* **WHAT IS NEEDED**
The answer is a number and nothing else: the count of lines in these entries containing the word "types".

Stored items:
┌──
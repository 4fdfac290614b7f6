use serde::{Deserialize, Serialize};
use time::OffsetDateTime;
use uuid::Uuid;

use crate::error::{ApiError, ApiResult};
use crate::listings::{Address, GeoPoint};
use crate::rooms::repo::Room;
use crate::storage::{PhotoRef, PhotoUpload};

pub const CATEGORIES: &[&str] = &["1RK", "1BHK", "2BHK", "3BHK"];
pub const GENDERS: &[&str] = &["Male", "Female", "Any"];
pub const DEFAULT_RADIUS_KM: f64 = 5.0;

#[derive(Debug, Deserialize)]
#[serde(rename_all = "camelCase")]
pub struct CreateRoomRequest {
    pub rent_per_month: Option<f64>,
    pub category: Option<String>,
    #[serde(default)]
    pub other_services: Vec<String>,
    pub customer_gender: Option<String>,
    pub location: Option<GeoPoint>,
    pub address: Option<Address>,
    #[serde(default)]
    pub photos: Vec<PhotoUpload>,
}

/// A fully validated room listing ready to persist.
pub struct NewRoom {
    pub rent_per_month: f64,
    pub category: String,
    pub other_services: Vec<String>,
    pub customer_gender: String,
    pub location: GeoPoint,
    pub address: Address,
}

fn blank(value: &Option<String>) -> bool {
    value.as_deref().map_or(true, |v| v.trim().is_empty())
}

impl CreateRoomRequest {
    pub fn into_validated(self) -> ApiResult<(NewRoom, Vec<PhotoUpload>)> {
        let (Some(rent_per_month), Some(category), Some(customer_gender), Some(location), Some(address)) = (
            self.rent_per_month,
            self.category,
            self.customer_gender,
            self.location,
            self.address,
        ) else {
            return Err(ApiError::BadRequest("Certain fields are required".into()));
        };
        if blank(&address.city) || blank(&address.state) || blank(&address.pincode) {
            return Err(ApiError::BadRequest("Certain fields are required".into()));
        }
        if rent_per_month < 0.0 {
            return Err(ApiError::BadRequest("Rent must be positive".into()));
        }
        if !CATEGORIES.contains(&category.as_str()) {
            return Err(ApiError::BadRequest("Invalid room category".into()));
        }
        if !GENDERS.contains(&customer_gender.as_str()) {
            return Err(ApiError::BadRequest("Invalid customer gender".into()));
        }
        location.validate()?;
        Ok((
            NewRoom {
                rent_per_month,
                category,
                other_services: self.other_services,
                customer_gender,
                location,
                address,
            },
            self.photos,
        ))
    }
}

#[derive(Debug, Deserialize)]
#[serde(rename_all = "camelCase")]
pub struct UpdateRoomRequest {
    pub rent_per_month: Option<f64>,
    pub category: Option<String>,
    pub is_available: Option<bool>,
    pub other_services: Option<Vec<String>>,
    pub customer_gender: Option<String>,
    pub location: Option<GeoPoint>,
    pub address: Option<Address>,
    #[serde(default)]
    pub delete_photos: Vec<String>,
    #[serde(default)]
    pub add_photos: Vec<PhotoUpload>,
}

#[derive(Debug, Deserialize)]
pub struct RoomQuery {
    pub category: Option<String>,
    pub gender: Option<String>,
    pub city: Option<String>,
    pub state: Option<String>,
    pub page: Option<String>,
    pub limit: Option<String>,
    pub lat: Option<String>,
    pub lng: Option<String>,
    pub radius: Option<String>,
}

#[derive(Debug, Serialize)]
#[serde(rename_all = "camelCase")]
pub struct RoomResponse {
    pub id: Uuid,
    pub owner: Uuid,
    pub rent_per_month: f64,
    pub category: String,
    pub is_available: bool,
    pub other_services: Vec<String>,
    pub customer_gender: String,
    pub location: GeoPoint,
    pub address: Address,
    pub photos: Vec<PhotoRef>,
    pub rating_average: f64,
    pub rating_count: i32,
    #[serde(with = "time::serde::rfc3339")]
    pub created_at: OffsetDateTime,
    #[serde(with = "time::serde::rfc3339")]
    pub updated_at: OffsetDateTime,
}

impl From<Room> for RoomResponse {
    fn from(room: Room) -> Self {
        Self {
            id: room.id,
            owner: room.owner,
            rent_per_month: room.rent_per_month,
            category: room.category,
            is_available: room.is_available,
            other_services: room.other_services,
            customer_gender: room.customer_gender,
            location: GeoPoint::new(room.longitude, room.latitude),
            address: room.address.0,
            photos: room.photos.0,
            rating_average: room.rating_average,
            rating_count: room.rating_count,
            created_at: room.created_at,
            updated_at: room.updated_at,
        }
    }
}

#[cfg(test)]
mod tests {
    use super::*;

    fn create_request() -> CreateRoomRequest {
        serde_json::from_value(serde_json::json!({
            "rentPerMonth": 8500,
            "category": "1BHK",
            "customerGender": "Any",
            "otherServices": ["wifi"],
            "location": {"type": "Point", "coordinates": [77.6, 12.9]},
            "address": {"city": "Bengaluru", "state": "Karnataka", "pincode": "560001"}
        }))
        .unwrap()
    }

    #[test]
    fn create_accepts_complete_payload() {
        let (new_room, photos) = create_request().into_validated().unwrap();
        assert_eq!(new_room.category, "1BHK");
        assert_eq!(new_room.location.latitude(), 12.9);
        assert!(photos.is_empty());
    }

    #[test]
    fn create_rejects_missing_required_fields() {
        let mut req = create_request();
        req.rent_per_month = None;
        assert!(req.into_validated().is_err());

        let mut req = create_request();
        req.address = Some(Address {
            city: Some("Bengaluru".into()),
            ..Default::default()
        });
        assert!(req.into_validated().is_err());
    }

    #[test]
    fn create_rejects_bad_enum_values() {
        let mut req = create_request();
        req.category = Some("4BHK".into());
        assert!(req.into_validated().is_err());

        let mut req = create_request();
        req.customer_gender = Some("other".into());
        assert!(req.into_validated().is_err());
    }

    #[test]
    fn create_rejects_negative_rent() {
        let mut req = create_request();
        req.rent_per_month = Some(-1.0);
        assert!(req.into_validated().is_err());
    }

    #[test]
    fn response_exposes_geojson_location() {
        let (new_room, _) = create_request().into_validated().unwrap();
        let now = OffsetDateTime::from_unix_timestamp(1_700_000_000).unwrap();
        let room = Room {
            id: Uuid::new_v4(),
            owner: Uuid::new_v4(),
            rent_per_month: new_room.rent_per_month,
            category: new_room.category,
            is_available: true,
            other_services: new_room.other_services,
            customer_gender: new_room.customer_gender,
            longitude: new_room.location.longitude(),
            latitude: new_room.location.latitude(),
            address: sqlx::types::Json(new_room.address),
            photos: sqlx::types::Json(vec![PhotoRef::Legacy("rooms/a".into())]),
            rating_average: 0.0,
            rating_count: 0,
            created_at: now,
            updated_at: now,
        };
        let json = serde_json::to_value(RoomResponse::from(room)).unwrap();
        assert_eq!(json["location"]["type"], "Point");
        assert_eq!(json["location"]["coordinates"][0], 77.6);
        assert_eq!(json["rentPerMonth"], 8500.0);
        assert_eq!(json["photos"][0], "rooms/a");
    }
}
└──
* **EXERCISE OUTPUT**
2